The film begins in the Netherlands, where Gibbons was born to English parents, and explores his training in Amsterdam under the tutelage of the most famous sculptors of the day, the Quellin family. These early experiences had lasting impact on the fine quality of Gibbons’ woodcarving, as well as the realism of the imagery he carved throughout his career, which included highly detailed renderings of musical instruments, cherubs and flowers.
Following Gibbons to London, the film shows how he sought to make his fortune, while the city battled to rebuild itself after the Great Fire. Although, at first, he languished in relative obscurity, carving decorations for ships in Deptford, Gibbons’ skilful handling of limewood, a lighter, crisper alternative to oak, was revolutionary in late seventeenth-century England. Key projects, like the Cosimo Panel and the Carved Room at Petworth House, showcase how he invested woodcarving with fluency and breathtaking realism.

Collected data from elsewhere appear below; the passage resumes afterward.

// SPDX-License-Identifier: MPL-2.0
//! Toast widget for rendering notifications.

use super::manager::{Manager, Message};
use super::notification::Notification;
use crate::i18n::fluent::I18n;
use crate::ui::design_tokens::{border, radius, shadow, sizing, spacing, typography};
use crate::ui::styles;
use iced::widget::{button, container, text, Column, Container, Row, Space};
use iced::{alignment, Background, Color, Element, Length, Theme};

pub struct Toast;

impl Toast {
    /// Renders a single toast: `[accent] [message] [×]`.
    pub fn view<'a>(notification: &'a Notification, i18n: &'a I18n) -> Element<'a, Message> {
        let accent_color = notification.severity().color();

        let message_text = if notification.message_args().is_empty() {
            i18n.tr(notification.message_key())
        } else {
            let args: Vec<(&str, &str)> = notification
                .message_args()
                .iter()
                .map(|(k, v)| (k.as_str(), v.as_str()))
                .collect();
            i18n.tr_with_args(notification.message_key(), &args)
        };

        let accent = Container::new(Space::new().width(Length::Fixed(spacing::XXS)))
            .height(Length::Fixed(sizing::ICON_MD))
            .style(move |_theme: &Theme| container::Style {
                background: Some(Background::Color(accent_color)),
                border: iced::Border {
                    radius: radius::SM.into(),
                    ..Default::default()
                },
                ..Default::default()
            });

        let dismiss_button = button(text("×").size(typography::BODY_LG))
            .on_press(Message::Dismiss(notification.id()))
            .padding([0.0, spacing::XS])
            .style(|theme: &Theme, status| {
                styles::button::dismiss(theme.palette().text)(theme, status)
            });

        let content = Row::new()
            .spacing(spacing::SM)
            .align_y(alignment::Vertical::Center)
            .push(accent)
            .push(
                Container::new(text(message_text).size(typography::BODY))
                    .width(Length::Fill)
                    .align_x(alignment::Horizontal::Left),
            )
            .push(dismiss_button);

        Container::new(content)
            .width(Length::Fixed(sizing::TOAST_WIDTH))
            .padding(spacing::SM)
            .style(move |theme: &Theme| toast_container_style(theme, accent_color))
            .into()
    }

    /// Stacks visible toasts in the bottom-right corner.
    pub fn view_overlay<'a>(manager: &'a Manager, i18n: &'a I18n) -> Element<'a, Message> {
        let toasts: Vec<Element<'a, Message>> = manager
            .visible()
            .map(|notification| Self::view(notification, i18n))
            .collect();

        if toasts.is_empty() {
            return Space::new().into();
        }

        Container::new(
            Column::with_children(toasts)
                .spacing(spacing::XS)
                .align_x(alignment::Horizontal::Right),
        )
        .width(Length::Fill)
        .height(Length::Fill)
        .align_x(alignment::Horizontal::Right)
        .align_y(alignment::Vertical::Bottom)
        .padding(spacing::MD)
        .into()
    }
}

fn toast_container_style(theme: &Theme, accent_color: Color) -> container::Style {
    container::Style {
        background: Some(Background::Color(
            theme.extended_palette().background.base.color,
        )),
        border: iced::Border {
            color: accent_color,
            width: border::WIDTH_SM,
            radius: radius::MD.into(),
        },
        shadow: shadow::MD,
        text_color: Some(theme.palette().text),
        ..Default::default()
    }
}
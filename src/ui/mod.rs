// SPDX-License-Identifier: MPL-2.0
//! User interface components and state management.
//!
//! This module organizes all UI-related code following a component-based architecture
//! with the Elm-style "state down, messages up" pattern.
//!
//! # Screens
//!
//! - [`gallery`] - Drop zone, search bar and the grid of analyzed images
//!
//! # Shared Infrastructure
//!
//! - [`widgets`] - Custom Iced widgets (loading spinner)
//! - [`styles`] - Centralized styling (buttons, containers)
//! - [`design_tokens`] - Design system constants (colors, spacing, sizing)
//! - [`theming`] - Light/Dark/System theme mode management
//! - [`notifications`] - Toast notification system for user feedback

pub mod design_tokens;
pub mod gallery;
pub mod notifications;
pub mod styles;
pub mod theming;
pub mod widgets;
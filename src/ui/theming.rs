// SPDX-License-Identifier: MPL-2.0
//! Light/dark theme selection.

use iced::Theme;
use serde::{Deserialize, Serialize};

#[derive(Debug, Clone, Copy, PartialEq, Eq, Default, Serialize, Deserialize)]
#[serde(rename_all = "lowercase")]
pub enum ThemeMode {
    Light,
    Dark,
    #[default]
    System,
}

impl ThemeMode {
    /// Returns true if the effective theme is dark.
    /// For System mode, detects the actual system theme.
    #[must_use]
    pub fn is_dark(self) -> bool {
        match self {
            ThemeMode::Light => false,
            ThemeMode::Dark => true,
            // Dark on detection error.
            ThemeMode::System => !matches!(dark_light::detect(), Ok(dark_light::Mode::Light)),
        }
    }

    /// The iced theme for this mode.
    #[must_use]
    pub fn theme(self) -> Theme {
        if self.is_dark() {
            Theme::Dark
        } else {
            Theme::Light
        }
    }
}

#[cfg(test)]
mod tests {
    use super::*;

    #[test]
    fn explicit_modes_resolve_without_detection() {
        assert!(!ThemeMode::Light.is_dark());
        assert!(ThemeMode::Dark.is_dark());
        assert_eq!(ThemeMode::Light.theme(), Theme::Light);
        assert_eq!(ThemeMode::Dark.theme(), Theme::Dark);
        // Depends on the desktop settings; only checks it does not panic.
        let _ = ThemeMode::System.theme();
    }

    #[test]
    fn mode_serializes_lowercase() {
        let json = serde_json::to_string(&ThemeMode::System).expect("serialize");
        assert_eq!(json, "\"system\"");
    }
}
// SPDX-License-Identifier: MPL-2.0
//! Diagnostics domain types.

/// Bounds for the number of diagnostic events kept in memory.
pub mod buffer_capacity_bounds {
    /// Smallest buffer that still shows a useful history.
    pub const MIN: usize = 50;
    /// Upper bound keeping the report small enough to attach to a bug.
    pub const MAX: usize = 5000;
    /// Default capacity.
    pub const DEFAULT: usize = 500;
}

/// Number of diagnostic events retained, always within
/// [`buffer_capacity_bounds::MIN`]..=[`buffer_capacity_bounds::MAX`].
#[derive(Debug, Clone, Copy, PartialEq, Eq)]
pub struct BufferCapacity(usize);

impl BufferCapacity {
    /// Creates a capacity, clamping to the valid range.
    #[must_use]
    pub fn new(value: usize) -> Self {
        Self(value.clamp(buffer_capacity_bounds::MIN, buffer_capacity_bounds::MAX))
    }

    #[must_use]
    pub fn value(self) -> usize {
        self.0
    }
}

impl Default for BufferCapacity {
    fn default() -> Self {
        Self(buffer_capacity_bounds::DEFAULT)
    }
}
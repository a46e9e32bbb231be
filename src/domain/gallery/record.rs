// SPDX-License-Identifier: MPL-2.0
//! Analyzed image records.

use super::SearchQuery;
use std::path::{Path, PathBuf};

/// Marker appended after the keyword preview, whatever the keyword count.
pub const KEYWORD_ELLIPSIS: &str = "...";

/// Descriptive metadata returned by the analyze service, already validated.
#[derive(Debug, Clone, PartialEq, Eq)]
pub struct ImageAnalysis {
    pub title: String,
    pub prompt: String,
    pub format: String,
    pub keywords: Vec<String>,
}

/// One analyzed image held by the gallery.
///
/// Records are immutable once created; the gallery only ever appends them
/// or drops all of them at once.
#[derive(Debug, Clone, PartialEq, Eq)]
pub struct ImageRecord {
    source: PathBuf,
    title: String,
    prompt: String,
    format: String,
    keywords: Vec<String>,
}

impl ImageRecord {
    /// Combines an analysis with the path used to display the original file.
    #[must_use]
    pub fn from_analysis(source: PathBuf, analysis: ImageAnalysis) -> Self {
        Self {
            source,
            title: analysis.title,
            prompt: analysis.prompt,
            format: analysis.format,
            keywords: analysis.keywords,
        }
    }

    /// Path of the uploaded file, used as the preview handle.
    #[must_use]
    pub fn source(&self) -> &Path {
        &self.source
    }

    #[must_use]
    pub fn title(&self) -> &str {
        &self.title
    }

    #[must_use]
    pub fn prompt(&self) -> &str {
        &self.prompt
    }

    #[must_use]
    pub fn format(&self) -> &str {
        &self.format
    }

    #[must_use]
    pub fn keywords(&self) -> &[String] {
        &self.keywords
    }

    /// Whether the title or any keyword contains the query, ignoring case.
    #[must_use]
    pub fn matches(&self, query: &SearchQuery) -> bool {
        query.matches_text(&self.title) || self.keywords.iter().any(|k| query.matches_text(k))
    }

    /// First `limit` keywords joined by `", "`, always followed by `...`.
    #[must_use]
    pub fn keyword_preview(&self, limit: usize) -> String {
        let shown: Vec<&str> = self
            .keywords
            .iter()
            .take(limit)
            .map(String::as_str)
            .collect();
        format!("{}{KEYWORD_ELLIPSIS}", shown.join(", "))
    }
}
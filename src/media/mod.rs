// SPDX-License-Identifier: MPL-2.0
//! File intake: media type detection and batching of user-submitted files.
//!
//! Only files whose media type starts with `image/` are ever handed to the
//! analyze service. The media type is derived from the file extension.

pub mod intake;

use std::path::Path;

pub use extensions::IMAGE_EXTENSIONS;
pub use intake::{select_images, DropCollector, ImageUpload, Intake, DROP_SETTLE};

/// Prefix shared by every media type accepted for upload.
pub const IMAGE_MEDIA_PREFIX: &str = "image/";

/// Supported media extensions
pub mod extensions {
    /// Image file extensions offered in the file picker.
    pub const IMAGE_EXTENSIONS: &[&str] = &[
        "jpg", "jpeg", "png", "gif", "webp", "bmp", "tif", "tiff", "ico", "svg", "avif", "heic",
    ];
}

/// Extension to media type table. Lookups are done on the lowercased extension.
const MEDIA_TYPES: &[(&str, &str)] = &[
    ("jpg", "image/jpeg"),
    ("jpeg", "image/jpeg"),
    ("png", "image/png"),
    ("gif", "image/gif"),
    ("webp", "image/webp"),
    ("bmp", "image/bmp"),
    ("tif", "image/tiff"),
    ("tiff", "image/tiff"),
    ("ico", "image/x-icon"),
    ("svg", "image/svg+xml"),
    ("avif", "image/avif"),
    ("heic", "image/heic"),
    ("mp4", "video/mp4"),
    ("mov", "video/quicktime"),
    ("webm", "video/webm"),
    ("mp3", "audio/mpeg"),
    ("txt", "text/plain"),
    ("json", "application/json"),
    ("pdf", "application/pdf"),
    ("zip", "application/zip"),
];

/// Returns the media type registered for an extension, if any.
#[must_use]
pub fn media_type_for_extension(ext: &str) -> Option<&'static str> {
    let ext = ext.to_ascii_lowercase();
    MEDIA_TYPES
        .iter()
        .find(|(candidate, _)| *candidate == ext)
        .map(|(_, media_type)| *media_type)
}

/// Returns the media type of a path based on its extension.
#[must_use]
pub fn media_type_for_path(path: &Path) -> Option<&'static str> {
    path.extension()
        .and_then(|ext| ext.to_str())
        .and_then(media_type_for_extension)
}

/// Whether a media type designates an image.
#[must_use]
pub fn is_image_media_type(media_type: &str) -> bool {
    media_type.starts_with(IMAGE_MEDIA_PREFIX)
}
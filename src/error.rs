// SPDX-License-Identifier: MPL-2.0
use crate::application::port::AnalyzeError;
use std::fmt;

#[derive(Debug, Clone)]
pub enum Error {
    Io(String),
    Config(String),
    Analyze(AnalyzeError),
    Diagnostics(String),
}

impl fmt::Display for Error {
    fn fmt(&self, f: &mut fmt::Formatter<'_>) -> fmt::Result {
        match self {
            Error::Io(e) => write!(f, "I/O Error: {}", e),
            Error::Config(e) => write!(f, "Config Error: {}", e),
            Error::Analyze(e) => write!(f, "Analyze Error: {}", e),
            Error::Diagnostics(e) => write!(f, "Diagnostics Error: {}", e),
        }
    }
}

impl std::error::Error for Error {}

impl From<AnalyzeError> for Error {
    fn from(err: AnalyzeError) -> Self {
        Error::Analyze(err)
    }
}

impl From<std::io::Error> for Error {
    fn from(err: std::io::Error) -> Self {
        Error::Io(err.to_string())
    }
}

impl From<toml::de::Error> for Error {
    fn from(err: toml::de::Error) -> Self {
        Error::Config(err.to_string())
    }
}

impl From<toml::ser::Error> for Error {
    fn from(err: toml::ser::Error) -> Self {
        Error::Config(err.to_string())
    }
}

impl From<serde_json::Error> for Error {
    fn from(err: serde_json::Error) -> Self {
        Error::Diagnostics(err.to_string())
    }
}

pub type Result<T> = std::result::Result<T, Error>;

#[cfg(test)]
mod tests {
    use super::*;

    #[test]
    fn display_formats_io_error() {
        let err = Error::Io("disk failure".to_string());
        assert_eq!(format!("{}", err), "I/O Error: disk failure");
    }

    #[test]
    fn from_io_error_produces_io_variant() {
        let io_error = std::io::Error::other("boom");
        let err: Error = io_error.into();
        match err {
            Error::Io(message) => assert!(message.contains("boom")),
            _ => panic!("expected Io variant"),
        }
    }

    #[test]
    fn config_error_formats_properly() {
        let err = Error::Config("bad field".into());
        assert_eq!(format!("{}", err), "Config Error: bad field");
    }

    #[test]
    fn analyze_error_is_wrapped() {
        let err: Error = AnalyzeError::Rejected { status: 502 }.into();
        assert!(matches!(err, Error::Analyze(AnalyzeError::Rejected { status: 502 })));
        assert!(format!("{}", err).contains("502"));
    }

    #[test]
    fn json_error_maps_to_diagnostics() {
        let json_err = serde_json::from_str::<u32>("nope").unwrap_err();
        let err: Error = json_err.into();
        assert!(matches!(err, Error::Diagnostics(_)));
    }
}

The film also explains how Gibbons’ weathered the political uncertainty of the late Stuart period, producing high-profile royal commissions for a quick succession of monarchs, including the Modena Panel for the Catholic James II and, a few years later, the King’s Apartments at Hampton Court Palace for the man who deposed him, the Protestant William III.
Contributors include David Esterly, Jenny Uglow and James Campbell, alongside V&A curators and contemporary practitioners in wood.